Animal cell culture and viruses

1949: Possibly the most important development for the study of animal viruses since their discovery was the growing of poliovirus in cell culture: this was reported by John Enders, Thomas Weller and Frederick Robbins from the USA, and was rewarded with a joint Nobel Prize to them in 1954.  They did this around the same time as David Bodian and Isabel Morgan identified three distinct types of poliovirus. Previously, titration or assay of poliovirus, for example, required the injection of virus preparations into the brains of monkeys, or later, in the case of the Lansing or Type II poliovirus strain, into brains of mice.

1952: Renato Dulbecco in 1952 adapted the technique to primary cultures of chicken embryo fibroblasts grown as monolayers in glass flasks.  Using  Western equine encephalitis virus and Newcastle disease virus of chickens, he showed for the first time that it was possible to produce plaques due to an animal virus infection, and that these could be used to accurately assay infectious virus titres

He and Marguerite Vogt went on in 1953 to show the technique could be used to assay poliovirus – and went on to show that the principle of “one virus, one plaque” first established with phages, and later to plant viruses, could be extended to animal viruses too.

1954: The agent of measles was characterised by Thomas Peebles and Enders via tissue culture by; adenoviruses were discovered in 1953 by Wallace Rowe and Robert Huebner and shown to be associated with acute respiratory disease soon afterwards, by Maurice Hilleman and others.

……..A longer version is available here as a web page, and here as an ebook


 

Section 2: Viruses as Organisms

Summary

  1. Viruses are acellular organisms with nucleic acid genomes, which make particles to protect the genome and transfer it between cells.
  2. While they do not exhibit all of the supposed attributes of cellular organisms, viruses are independent entities that are not limited to one host.
  3. Virus-like agents include plasmids, satellite viruses, satellite nucleic acids, viroids and retroelements

What is a virus?

Viruses are organisms that are at the interface between molecules and cells; between what is usually termed “living” and “dead”.  This creates problems for some traditional biologists; however, many of these can be cleared up with some concise definitions.

Definition 1: Viruses

“Viruses are acellular organisms whose genomes consist of nucleic acid, and which obligately replicate inside host cells using host metabolic machinery and ribosomes to form a pool of components which assemble into particles called VIRIONS, which serve to protect the genome and to transfer it to other cells.”

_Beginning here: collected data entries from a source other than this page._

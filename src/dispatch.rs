//! Builds the mode-specific request payloads and performs the submission
//! calls. Exactly one attempt per user action; no retries.
//!
//! Every dispatch holds the shared busy guard for its duration. Concurrent
//! dispatches are not serialized here; the embedding UI disables its submit
//! affordances while the busy flag is up.

use tracing::instrument;

use crate::api::SetupApi;
use crate::domain::{PlayOption, SearchCategory};
use crate::draft::SessionDraft;
use crate::protocol::{
    ChallengeSubmitRequest, PrebuiltListFlashcardForm, PrebuiltListSubmitRequest,
    SavedListFlashcardForm, SavedListSubmitRequest, SearchFlashcardForm, SearchSubmitRequest,
    TablePayload,
};
use crate::util::{wire_date, BusyFlag};

/// Legacy flashcard form actions.
const ACTION_SEARCH_PARAMS: &str = "searchParamsFlashcard";
const ACTION_NAMED_LISTS: &str = "namedListsFlashcard";

//
// Payload builders (pure; unit-tested)
//

pub fn challenge_request(draft: &SessionDraft, tablenum: u32) -> ChallengeSubmitRequest {
    ChallengeSubmitRequest {
        lexicon: draft.lexicon,
        date: wire_date(draft.current_date),
        challenge: draft.current_challenge,
        tablenum,
    }
}

pub fn search_request(draft: &SessionDraft, tablenum: u32) -> SearchSubmitRequest {
    SearchSubmitRequest {
        lexicon: draft.lexicon,
        search_criteria: draft.criteria.rows().to_vec(),
        desired_time: draft.desired_time_value(),
        questions_per_round: draft.questions_per_round,
        tablenum,
        multiplayer: draft.multiplayer_on,
    }
}

pub fn saved_list_request(
    draft: &SessionDraft,
    tablenum: u32,
    list_id: u32,
    option: PlayOption,
) -> SavedListSubmitRequest {
    SavedListSubmitRequest {
        lexicon: draft.lexicon,
        desired_time: draft.desired_time_value(),
        questions_per_round: draft.questions_per_round,
        selected_list: list_id,
        tablenum,
        list_option: option,
        multiplayer: draft.multiplayer_on,
    }
}

pub fn prebuilt_request(draft: &SessionDraft, tablenum: u32) -> PrebuiltListSubmitRequest {
    PrebuiltListSubmitRequest {
        lexicon: draft.lexicon,
        desired_time: draft.desired_time_value(),
        questions_per_round: draft.questions_per_round,
        selected_list: draft.selected_prebuilt,
        tablenum,
        multiplayer: draft.multiplayer_on,
    }
}

/// The legacy flashcard endpoint takes flattened form fields, not the
/// criteria array: the Length row becomes `wordLength` and the Probability
/// row the probability band. Other criteria have no flashcard counterpart.
pub fn search_flashcard_form(draft: &SessionDraft) -> SearchFlashcardForm {
    let length_row = draft
        .criteria
        .rows()
        .iter()
        .find(|r| r.search_type == SearchCategory::Length);
    let prob_row = draft
        .criteria
        .rows()
        .iter()
        .find(|r| r.search_type == SearchCategory::Probability);
    SearchFlashcardForm {
        action: ACTION_SEARCH_PARAMS.to_string(),
        lexicon: draft.lexicon,
        word_length: length_row.map(|r| r.min_value),
        probability_min: prob_row.map(|r| r.min_value),
        probability_max: prob_row.map(|r| r.max_value),
    }
}

pub fn saved_list_flashcard_form(
    draft: &SessionDraft,
    list_id: u32,
    option: PlayOption,
) -> SavedListFlashcardForm {
    SavedListFlashcardForm {
        action: option.wire_name().to_string(),
        lexicon: draft.lexicon,
        word_list: list_id,
        // The legacy form validator requires the field; the value is unused.
        list_option: "1".to_string(),
    }
}

pub fn prebuilt_flashcard_form(draft: &SessionDraft) -> PrebuiltListFlashcardForm {
    PrebuiltListFlashcardForm {
        action: ACTION_NAMED_LISTS.to_string(),
        lexicon: draft.lexicon,
        named_list: draft.selected_prebuilt,
    }
}

//
// Dispatch operations
//

/// A saved-list submission either loads a table or deletes the list.
#[derive(Debug)]
pub enum SavedListOutcome {
    Loaded(TablePayload),
    Deleted,
}

#[instrument(level = "info", skip(api, busy, draft), fields(lexicon = draft.lexicon, %tablenum))]
pub async fn submit_challenge<A: SetupApi>(
    api: &A,
    busy: &BusyFlag,
    draft: &SessionDraft,
    tablenum: u32,
) -> Result<TablePayload, String> {
    let _busy = busy.acquire();
    api.new_challenge(&challenge_request(draft, tablenum)).await
}

#[instrument(level = "info", skip(api, busy, draft), fields(lexicon = draft.lexicon, %tablenum))]
pub async fn submit_search<A: SetupApi>(
    api: &A,
    busy: &BusyFlag,
    draft: &SessionDraft,
    tablenum: u32,
) -> Result<TablePayload, String> {
    let _busy = busy.acquire();
    api.new_search(&search_request(draft, tablenum)).await
}

/// `Delete` routes to the destructive endpoint; everything else plays.
#[instrument(level = "info", skip(api, busy, draft), fields(%list_id, ?option))]
pub async fn submit_saved_list<A: SetupApi>(
    api: &A,
    busy: &BusyFlag,
    draft: &SessionDraft,
    tablenum: u32,
    list_id: u32,
    option: PlayOption,
) -> Result<SavedListOutcome, String> {
    let _busy = busy.acquire();
    if option == PlayOption::Delete {
        api.delete_saved_list(list_id).await?;
        return Ok(SavedListOutcome::Deleted);
    }
    api.load_saved_list(&saved_list_request(draft, tablenum, list_id, option))
        .await
        .map(SavedListOutcome::Loaded)
}

#[instrument(level = "info", skip(api, busy, draft), fields(lexicon = draft.lexicon, %tablenum))]
pub async fn submit_prebuilt_list<A: SetupApi>(
    api: &A,
    busy: &BusyFlag,
    draft: &SessionDraft,
    tablenum: u32,
) -> Result<TablePayload, String> {
    let _busy = busy.acquire();
    api.load_prebuilt_list(&prebuilt_request(draft, tablenum)).await
}

#[instrument(level = "info", skip(api, busy, draft))]
pub async fn submit_search_flashcards<A: SetupApi>(
    api: &A,
    busy: &BusyFlag,
    draft: &SessionDraft,
) -> Result<String, String> {
    let _busy = busy.acquire();
    let res = api.flashcard_search(&search_flashcard_form(draft)).await?;
    Ok(res.url)
}

#[instrument(level = "info", skip(api, busy, draft), fields(%list_id, ?option))]
pub async fn submit_saved_list_flashcards<A: SetupApi>(
    api: &A,
    busy: &BusyFlag,
    draft: &SessionDraft,
    list_id: u32,
    option: PlayOption,
) -> Result<String, String> {
    let _busy = busy.acquire();
    let res = api
        .flashcard_saved_list(&saved_list_flashcard_form(draft, list_id, option))
        .await?;
    Ok(res.url)
}

#[instrument(level = "info", skip(api, busy, draft))]
pub async fn submit_prebuilt_list_flashcards<A: SetupApi>(
    api: &A,
    busy: &BusyFlag,
    draft: &SessionDraft,
) -> Result<String, String> {
    let _busy = busy.acquire();
    let res = api
        .flashcard_prebuilt_list(&prebuilt_flashcard_form(draft))
        .await?;
    Ok(res.url)
}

A more radical definition:

“A virus is an infectious acellular entity composed of compatible genomic components derived from a pool of genetic elements.”

Ed Rybicki, 2009

Definition 2: Organisms

Traditionally, “living” organisms are supposed to display the following properties:

  • Reproduction
  • Nutrition
  • Irritability
  • Movement
  • Growth

However, these derive from a top down sort of definition, which has been modified over years to take account of smaller and smaller things (with fewer and fewer legs, or leaves), until it has met the ultimate molecular organisms – or “molechisms” or “organules” – that are viruses, and has proved inadequate.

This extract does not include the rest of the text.